** Opening Data excerpts block **

use beamline::core::io::line::LineDescription;
use beamline::core::models::element::{Element, ElementKind};
use beamline::core::models::placement::{PlacementHints, ReferencePlacement};
use beamline::core::models::value::{Header, Value};
use beamline::core::physics::kinematics::KinematicsSource;
use beamline::core::physics::particle::PROTON;
use beamline::core::units::Length;
use beamline::engine::config::{SequenceConfig, SequenceConfigBuilder};
use beamline::engine::error::SequenceError;
use beamline::sequences::Sequence;
use beamline::sequences::metadata::SequenceMetadata;
use beamline::sequences::placement::PlacementSequence;
use std::fs;
use std::sync::Arc;
use tempfile::tempdir;

fn m(value: f64) -> Length {
    Length::meters(value)
}

fn element(name: &str, length: f64) -> Arc<Element> {
    Arc::new(Element::new(name, ElementKind::Quadrupole).with("L", m(length)))
}

fn line() -> PlacementSequence {
    PlacementSequence::new("LINE", SequenceMetadata::default(), SequenceConfig::default())
}

#[test]
fn gap_between_two_elements_becomes_a_single_drift() {
    let mut seq = line();
    seq.place(element("A", 2.0), PlacementHints::new().at_entry(m(0.0)))
        .unwrap();
    seq.place(element("B", 2.0), PlacementHints::new().at_entry(m(5.0)))
        .unwrap();
    seq.expand(ElementKind::Drift);

    let names: Vec<_> = seq.records().iter().map(|r| r.name().to_string()).collect();
    assert_eq!(names, ["A", "DRIFT_B", "B"]);
    let drift = &seq.records()[1];
    assert_eq!(drift.element().length("L"), Some(m(3.0)));
    assert_eq!(
        (drift.entry(), drift.center(), drift.exit()),
        (Some(m(2.0)), Some(m(3.5)), Some(m(5.0)))
    );
}

#[test]
fn expansion_is_idempotent_and_ignores_tiny_gaps() {
    let mut seq = line();
    seq.place(element("A", 2.0), PlacementHints::new().at_entry(m(0.0)))
        .unwrap();
    seq.place(element("B", 2.0), PlacementHints::new().at_entry(m(2.0 + 1e-9)))
        .unwrap();
    seq.place(element("C", 1.0), PlacementHints::new().at_center(m(7.5)))
        .unwrap();

    seq.expand(ElementKind::Drift);
    let first = seq.records().to_vec();
    assert_eq!(first.len(), 4);
    assert!(seq.get("DRIFT_B").is_none());

    seq.expand(ElementKind::Drift);
    assert_eq!(seq.records(), first.as_slice());
}

#[test]
fn following_places_relative_to_the_previous_exit() {
    let mut seq = line();
    seq.place(element("A", 4.0), PlacementHints::new().at_entry(m(6.0)))
        .unwrap();
    let b = seq
        .place(
            element("B", 1.0),
            PlacementHints::new().at_entry(m(1.0)).following("A"),
        )
        .unwrap();
    assert_eq!(b.entry(), Some(m(11.0)));
}

#[test]
fn every_single_anchor_satisfies_the_length_identities() {
    let lengths = [0.0, 0.25, 1.0, 2.5, 12.0];
    for (i, length) in lengths.into_iter().enumerate() {
        for (j, reference) in [
            ReferencePlacement::Entry,
            ReferencePlacement::Center,
            ReferencePlacement::Exit,
        ]
        .into_iter()
        .enumerate()
        {
            let config = SequenceConfigBuilder::new()
                .reference_placement(reference)
                .build()
                .unwrap();
            let mut seq = PlacementSequence::new("S", SequenceMetadata::default(), config);
            let name = format!("E{i}{j}");
            let record = seq
                .place(element(&name, length), PlacementHints::new().at(m(3.0)))
                .unwrap();
            let (entry, center, exit) = (
                record.entry().unwrap(),
                record.center().unwrap(),
                record.exit().unwrap(),
            );
            assert_eq!(exit - entry, m(length));
            assert_eq!(center, entry + m(length) / 2.0);
        }
    }
}

#[test]
fn length_identities_hold_within_epsilon_for_inexact_decimals() {
    let epsilon = SequenceConfig::default().drift_epsilon;
    for (i, length) in [0.1, 0.3, 0.7, 1.1].into_iter().enumerate() {
        for (j, reference) in [
            ReferencePlacement::Entry,
            ReferencePlacement::Center,
            ReferencePlacement::Exit,
        ]
        .into_iter()
        .enumerate()
        {
            let config = SequenceConfigBuilder::new()
                .reference_placement(reference)
                .build()
                .unwrap();
            let mut seq = PlacementSequence::new("S", SequenceMetadata::default(), config);
            let record = seq
                .place(
                    element(&format!("E{i}{j}"), length),
                    PlacementHints::new().at(m(0.2)),
                )
                .unwrap();
            let (entry, center, exit) = (
                record.entry().unwrap(),
                record.center().unwrap(),
                record.exit().unwrap(),
            );
            assert!((exit - entry).approx_eq(m(length), epsilon));
            assert!(center.approx_eq(entry + m(length) / 2.0, epsilon));
        }
    }
}

#[test]
fn unresolvable_placement_names_sequence_and_element() {
    let mut seq = line();
    let err = seq
        .place(element("BAD", 1.0), PlacementHints::new().at_exit(m(f64::NAN)))
        .unwrap_err();
    let message = err.to_string();
    assert!(matches!(err, SequenceError::Unresolvable { .. }));
    assert!(message.contains("LINE"));
    assert!(message.contains("BAD"));
    assert!(seq.is_empty());
}

#[test]
fn metadata_inference_follows_the_field_order() {
    let gamma_only: Header = [("GAMMA".to_string(), Value::from(10.0))].into_iter().collect();
    let metadata = SequenceMetadata::from_header(gamma_only).unwrap();
    assert_eq!(metadata.particle(), Some(PROTON));
    assert_eq!(
        metadata.kinematics().map(|k| k.source()),
        Some(KinematicsSource::Gamma)
    );

    let both: Header = [
        ("PC".to_string(), Value::from(2.0)),
        ("ENERGY".to_string(), Value::from(100.0)),
    ]
    .into_iter()
    .collect();
    let metadata = SequenceMetadata::from_header(both).unwrap();
    assert_eq!(
        metadata.kinematics().map(|k| k.source()),
        Some(KinematicsSource::Momentum)
    );
}

#[test]
fn line_file_to_csv_round_trip() {
    let dir = tempdir().unwrap();
    let line_path = dir.path().join("line.toml");
    fs::write(
        &line_path,
        r#"
name = "TL"
reference-placement = "center"

[header]
PARTICLE = "proton"
PC = 0.25

[[element]]
name = "Q1"
kind = "QUADRUPO"
attributes = { L = "50 cm" }
at = "25 cm"

[[element]]
name = "Q2"
kind = "QUADRUPO"
attributes = { L = "50 cm" }
at = 1.75
"#,
    )
    .unwrap();

    let description = LineDescription::load(&line_path).unwrap();
    let config = SequenceConfigBuilder::from_line(&description).build().unwrap();
    let mut seq = PlacementSequence::from_line(description, config).unwrap();
    seq.expand(ElementKind::Drift);

    let csv_path = dir.path().join("line.csv");
    seq.to_table().write_csv_path(&csv_path).unwrap();
    let csv = fs::read_to_string(&csv_path).unwrap();
    let lines: Vec<&str> = csv.lines().collect();
    assert_eq!(lines[0], "NAME,KEYWORD,L,AT_ENTRY,AT_CENTER,AT_EXIT");
    assert_eq!(lines[1], "Q1,QUADRUPO,0.5,0,0.25,0.5");
    assert_eq!(lines[2], "DRIFT_Q2,DRIFT,1,0.5,1,1.5");
    assert_eq!(lines[3], "Q2,QUADRUPO,0.5,1.5,1.75,2");
}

** Closing Data excerpts block **

Task prompt:
Please report all lines in the entries where "SequenceError" appears.

Reply to the exercise:
use beamline::engine::error::SequenceError;
    assert!(matches!(err, SequenceError::Unresolvable { .. }));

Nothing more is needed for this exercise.